Here is the Complaint in a pending in the Southern District of Florida raising some relevant issues under § 2283, as well as Skelly Oil (and § 1331). Review it for next week.

For Monday

Wednesday audio. Ripeness/Mootness commentaries are due Monday; Pullman commentaries due next Wednesday.

We will continue with § 2283, starting with ACL--could the federal court grant the injunction and why or why not? If not, what should the Union have done to avail itself of the Supreme Court's decision. What does this tell us about the difference between judgments and precedents? In addition to the statutes listed in the syllabus, look at § 1341 (in App. B), § 7421 (discussed in the materials on the Affordable Care Act), and 42 U.S.C. § 1983 (also in App. B, the statute at issue in Mitchum).

Then go ahead and read Younger Background. How does Younger interact with § 2283? What is the point of Mitchum (decided one year after Younger)?

Monday, October 20, 2014

For Wednesday

Monday audio. Commentaries on Mootness/Ripeness are due at the beginning of class next Monday.

We will continue discussing Pullman Abstention. What was the problem with the claim in Pullman? What happens if a court abstains under Pullman? Is this postponement or abdication? What are the limits on abstention? How does certification fit into the mix?

We then will discuss Statutory Abstention/§ 2283. Read the statute carefully and try to understand each of the three exceptions. Please look at 28 U.S.C. § 1341 (the state Tax-Injunction Act) and the material on the federal Tax Injunction Act and the Affordable Care Act.

Wednesday, October 15, 2014

For Monday

Wednesday audio. Standing commentaries are due at the beginning of class on Monday.

Here is the Eleventh Amendment case we discussed today, holding that a plaintiff can make an Ex Parte Young claim for reinstatement.

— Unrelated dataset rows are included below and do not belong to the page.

//! # FuelBar Component
//!
//! One button per fuel type, always in the same order, with the key that
//! selects it. The selected fuel is highlighted.
//!
//! ```text
//!  1 Unleaded 91   2 Unleaded 95   3 Unleaded 98   4 Diesel   0 none
//! ```

use ratatui::Frame;
use ratatui::layout::Rect;
use ratatui::style::{Color, Style};
use ratatui::text::{Line, Span};

use crate::core::fuel::FuelType;
use crate::tui::component::Component;
use crate::tui::style::{SELECTED, badge_style};

pub struct FuelBar {
    pub selected: Option<FuelType>,
}

impl FuelBar {
    pub fn new(selected: Option<FuelType>) -> Self {
        Self { selected }
    }

    fn spans(&self) -> Vec<Span<'static>> {
        let mut spans = Vec::new();
        for (i, fuel) in FuelType::ALL.iter().enumerate() {
            spans.push(Span::styled(
                format!(" {} {} ", i + 1, fuel.label()),
                badge_style(*fuel, self.selected == Some(*fuel)),
            ));
            spans.push(Span::raw(" "));
        }
        spans.push(Span::styled(
            " 0 none ",
            if self.selected.is_none() {
                Style::default().fg(Color::White).bg(SELECTED)
            } else {
                Style::default().fg(Color::DarkGray)
            },
        ));
        spans
    }
}

impl Component for FuelBar {
    fn render(&mut self, frame: &mut Frame, area: Rect) {
        frame.render_widget(Line::from(self.spans()), area);
    }
}
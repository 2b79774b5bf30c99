//! HTTP station source for the gas-stations REST endpoint.
//!
//! `GET {base_url}?latitude=..&longitude=..&radius=..` answers with either a
//! JSON array of station records or an object wrapping one.

use std::time::Duration;

use async_trait::async_trait;
use log::{debug, info, warn};

use crate::core::station::Position;
use crate::stations::source::{SourceError, StationSource};
use crate::stations::types::{RawStation, StationsPayload};

pub struct HttpStationSource {
    base_url: String,
    radius_m: u32,
    client: reqwest::Client,
}

impl HttpStationSource {
    /// Creates a new HTTP source.
    ///
    /// # Arguments
    /// * `base_url` - Full endpoint URL, e.g. `http://host:5002/api/v1/gas-stations`
    /// * `radius_m` - Search radius sent with every request
    /// * `timeout` - Per-request timeout
    pub fn new(base_url: String, radius_m: u32, timeout: Duration) -> Result<Self, SourceError> {
        if base_url.trim().is_empty() {
            return Err(SourceError::Config("station API URL is empty".to_string()));
        }
        let client = reqwest::Client::builder()
            .timeout(timeout)
            .build()
            .map_err(|e| SourceError::Config(e.to_string()))?;

        Ok(Self {
            base_url,
            radius_m,
            client,
        })
    }

    pub fn base_url(&self) -> &str {
        &self.base_url
    }
}

#[async_trait]
impl StationSource for HttpStationSource {
    fn name(&self) -> &str {
        "http"
    }

    async fn fetch(&self, position: Position) -> Result<Vec<RawStation>, SourceError> {
        info!("GET {} near {}", self.base_url, position);

        let response = self
            .client
            .get(&self.base_url)
            .query(&[
                ("latitude", position.latitude.to_string()),
                ("longitude", position.longitude.to_string()),
                ("radius", self.radius_m.to_string()),
            ])
            .send()
            .await
            .map_err(|e| {
                if e.is_timeout() {
                    SourceError::Network(format!("request timed out: {e}"))
                } else {
                    SourceError::Network(e.to_string())
                }
            })?;

        debug!("Station API response status: {}", response.status());

        if !response.status().is_success() {
            let status = response.status().as_u16();
            let err_body = response
                .text()
                .await
                .unwrap_or_else(|_| "unknown error".to_string());
            warn!("Station API error: {} - {}", status, err_body);
            return Err(SourceError::Api {
                status,
                message: err_body,
            });
        }

        let body = response
            .text()
            .await
            .map_err(|e| SourceError::Network(e.to_string()))?;

        let payload: StationsPayload = serde_json::from_str(&body)
            .map_err(|e| SourceError::Parse(format!("unexpected station payload: {e}")))?;
        let stations = payload.into_stations();
        debug!("Station API returned {} records", stations.len());
        Ok(stations)
    }
}
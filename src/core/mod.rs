//! # Core Application Logic
//!
//! This module contains fuelmap's business logic.
//! It knows nothing about any specific UI technology or network client.
//!
//! ```text
//!                    ┌─────────────────────────┐
//!                    │         CORE            │
//!                    │  (this module)          │
//!                    │                         │
//!                    │  • State (app data)     │
//!                    │  • Action (events)      │
//!                    │  • update() (reducer)   │
//!                    │                         │
//!                    │  No I/O. No UI. Pure.   │
//!                    └───────────┬─────────────┘
//!                                │ Effect
//!            ┌───────────────────┼───────────────────┐
//!            ▼                   ▼                   ▼
//!     ┌────────────┐      ┌────────────┐      ┌────────────┐
//!     │  stations  │      │  location  │      │    TUI     │
//!     │  (fetch)   │      │ (position) │      │  (sink)    │
//!     └────────────┘      └────────────┘      └────────────┘
//! ```
//!
//! ## Modules
//!
//! - [`state`]: The `App` struct — all application state in one place
//! - [`action`]: The `Action` enum and `update()`
//! - [`selector`] / [`ranking`]: price comparison per fuel type
//! - [`focus`]: which station the map highlights
//! - [`view`]: map vs list and what each one is sent
//! - [`presentation`]: requests for the presentation layer

pub mod action;
pub mod config;
pub mod error;
pub mod focus;
pub mod fuel;
pub mod presentation;
pub mod ranking;
pub mod selector;
pub mod state;
pub mod station;
pub mod view;

pub use error::CoreError;
pub use fuel::FuelType;
pub use station::{Position, Station, StationCollection, StationId};
//! fuelmap library exports for testing

pub mod core;
pub mod location;
pub mod stations;
pub mod tui;

#[cfg(test)]
pub mod test_support;
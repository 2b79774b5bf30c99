//! One fetch round: locate, then load, then report back as an action.

use std::sync::Arc;
use std::time::Duration;

use log::debug;

use super::repository::StationRepository;
use crate::core::action::Action;
use crate::core::state::FetchToken;
use crate::core::station::Position;
use crate::location::{PositionProvider, locate};

#[derive(Clone)]
pub struct FetchPipeline {
    positions: Arc<dyn PositionProvider>,
    repository: StationRepository,
    default_position: Position,
    location_timeout: Duration,
}

impl FetchPipeline {
    pub fn new(
        positions: Arc<dyn PositionProvider>,
        repository: StationRepository,
        default_position: Position,
        location_timeout: Duration,
    ) -> Self {
        Self {
            positions,
            repository,
            default_position,
            location_timeout,
        }
    }

    /// Runs the fetch identified by `token`. Never fails: errors travel
    /// inside the returned `Action::FetchCompleted`.
    pub async fn run(&self, token: FetchToken) -> Action {
        let position = locate(
            self.positions.as_ref(),
            self.default_position,
            self.location_timeout,
        )
        .await;
        let result = self.repository.load(position.position).await;
        debug!(
            "Fetch {} finished ({})",
            token.value(),
            if result.is_ok() { "ok" } else { "failed" }
        );
        Action::FetchCompleted {
            token,
            position,
            result,
        }
    }
}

We will continue with Mootness, beginning with Honig--what new prudential limitation did Justice Rehnquist urge? And how does Justice Scalia view the Art. III/Prudential line with respect to capable-of-repetition? How does mootness apply when the defending party voluntarily changes its behavior, especially the government? If a case becomes moot during the appeals process, what happens to the lower-court decision(s)? Finally, consider the following situation:

Pap's A.M. is bar featuring nude dancing. It challenges an ordinance in state court prohibiting such activities, arguing it violates the First Amendment; the state trial court agrees and enjoins enforcement of the law, a judgment affirmed by the state supreme court. SCOTUS grants cert.; while the case is pending, the owner of Pap's A.M. moves to dismiss the case, stating (in an affidavit) that he has put the bar up for sale, no longer wishes to have nude dancing there, and no longer wishes to challenge the ordinance. Moot?

We then turn to Abstention and Related Doctrines, another way that the federal courts (with a bit of help from Congress) have limited their own roles. Read General Principles, which sets out the general ideas underlying abstention, and Pullman Abstention, which will be the first of our doctrines.

Tuesday, October 14, 2014

Beyond uniformity

This post from Prof. Michael Dorf at Cornell makes an interesting point about the importance of uniformity from SCOTUS decisions on matters such as same-sex marriage. His point is that we have to think of "splits" not only among circuits, but among state high courts. Thus, even if the circuits all fall in line, individual state high courts might not, exercising their own independent constitutional judgment. His example--the state executive recognizes same-sex marriages under the command of a federal injunction,  but the state supreme court decides that spousal privilege does not apply because state law (in its view) does not recognize same-sex marriage--shows the many and varied ways and contexts that constitutional issues can arise.

Monday, October 13, 2014

For Wednesday

Monday audio. Commentaries on Standing are due at the beginning of class next Monday.

We will continue with Ripeness, beginning with Poe and why that claim was not ripe. We then will discuss the connection between ripeness and the Declaratory Judgment Act and how that played out in Medimmune.

We then turn to Mootness. Be ready to discuss the different arguments about whether mootness (and its "exceptions") is an Art. III or prudential doctrine.